In this investing style, investors look for a company with different parts to it, and then see if the values of all the parts put together is materially above what the whole company is trading at in the market today. That can happen quite often, maybe because a company has a core business that investors are focused on and value the company based on that. Alternatively, there may be something totally unrelated that the company owns, like some big piece of real estate or some other business.

“Sometimes it makes sense to analyse the different parts of a company separately and then sum up the values to decide what this business is really worth. Whether you are adding up different parts or just using an earnings yield, you really need to know or have an estimate of what a company is worth before you can even think about investing in it. If you do not know what you think a business is worth, there is no basis for making an investment decision. This is something often forgotten,” he points out.

‘Jockey stocks’ approach
Another investment approach that Mihaljevic feels is very successful is the Warren Buffet style ‘jockey stocks’ approach which is to invest in companies run by great CEOs.

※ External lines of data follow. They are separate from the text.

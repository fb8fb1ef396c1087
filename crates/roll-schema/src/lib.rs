//! # roll-schema
//!
//! The declarative layer every screen keys off of:
//! - [`Column`] descriptors: field key, label, UI field type, enum options,
//!   visibility flags
//! - [`FieldRule`] validation rules interpreted by a small, synchronous
//!   validation interpreter
//! - [`SchemaConfig`]: per-mode rule sets and default values
//! - The field renderer: raw input coercion, edit control selection, and
//!   read-only display formatting
//!
//! One engine, many entities: screens contribute data (descriptors), never
//! bespoke validation or rendering code.

pub mod column;
pub mod render;
pub mod rules;
pub mod schema;

pub use column::{Column, FieldOption, FieldType, OptionValue, validate_columns};
pub use render::{ControlKind, coerce_input, display_value, edit_control};
pub use rules::{FieldRule, RuleSet};
pub use schema::{Mode, SchemaConfig};

use thiserror::Error;

/// Programmer errors in a screen's declarative configuration. Raised at
/// screen construction, never during user input handling.
#[derive(Debug, Error)]
pub enum SchemaError {
    #[error("column {key}: enum columns require options")]
    EnumWithoutOptions { key: String },

    #[error("column {key}: options are only valid on enum columns")]
    OptionsOnNonEnum { key: String },

    #[error("only one hidden enum (foreign-key selector) column is allowed, found {count}")]
    MultipleForeignKeySelectors { count: usize },
}
//! The landing view: the announcement feed, newest first.

use roll_api::CrudResource;
use roll_core::value::{FieldMap, FieldValue};

use crate::cli::{GlobalFlags, OutputFormat};
use crate::context::AppContext;
use crate::output::{output_json, records_to_json};
use crate::screens::announcements;

pub async fn handle(ctx: &mut AppContext, flags: &GlobalFlags) -> anyhow::Result<()> {
    ctx.sign_in().await?;
    let screen = announcements::screen();
    let mut resource =
        CrudResource::new(ctx.client.clone(), screen.path).with_date_fields(screen.date_fields);
    resource.fetch_items().await?;

    let mut feed: Vec<&FieldMap> = resource.items().iter().collect();
    feed.sort_by(|a, b| text_of(b, "created_at").cmp(&text_of(a, "created_at")));

    if flags.format == OutputFormat::Json {
        let owned: Vec<FieldMap> = feed.into_iter().cloned().collect();
        return output_json(&records_to_json(&owned));
    }
    if feed.is_empty() {
        println!("目前沒有公告");
        return Ok(());
    }
    for record in feed {
        println!(
            "{} ({} {})",
            text_of(record, "title").unwrap_or_default(),
            text_of(record, "teacher_name").unwrap_or_default(),
            text_of(record, "created_at").unwrap_or_default(),
        );
        if let Some(content) = text_of(record, "content") {
            for line in content.lines() {
                println!("  {line}");
            }
        }
        println!();
    }
    Ok(())
}

fn text_of<'a>(record: &'a FieldMap, key: &str) -> Option<&'a str> {
    record.get(key).and_then(FieldValue::as_text)
}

“It’s the horse racing analogy where you have CEOs who are great not just at running a business, but also at what they do with the cash a business generates, because once the cash is there, there are many options. You can destroy or create a lot of value in a company based on what you do with the cash,” he says.

Mihaljevic notes that the only way to do well in the long run is to find businesses an investor is comfortable with. Also, the investment should be cheap enough in the stock market for an investor to feel that the return he is getting will make it worthwhile.

(Disclaimer: This article is based on John Mihaljevic’s presentation at Talks @ Google, whose video is available on YouTube)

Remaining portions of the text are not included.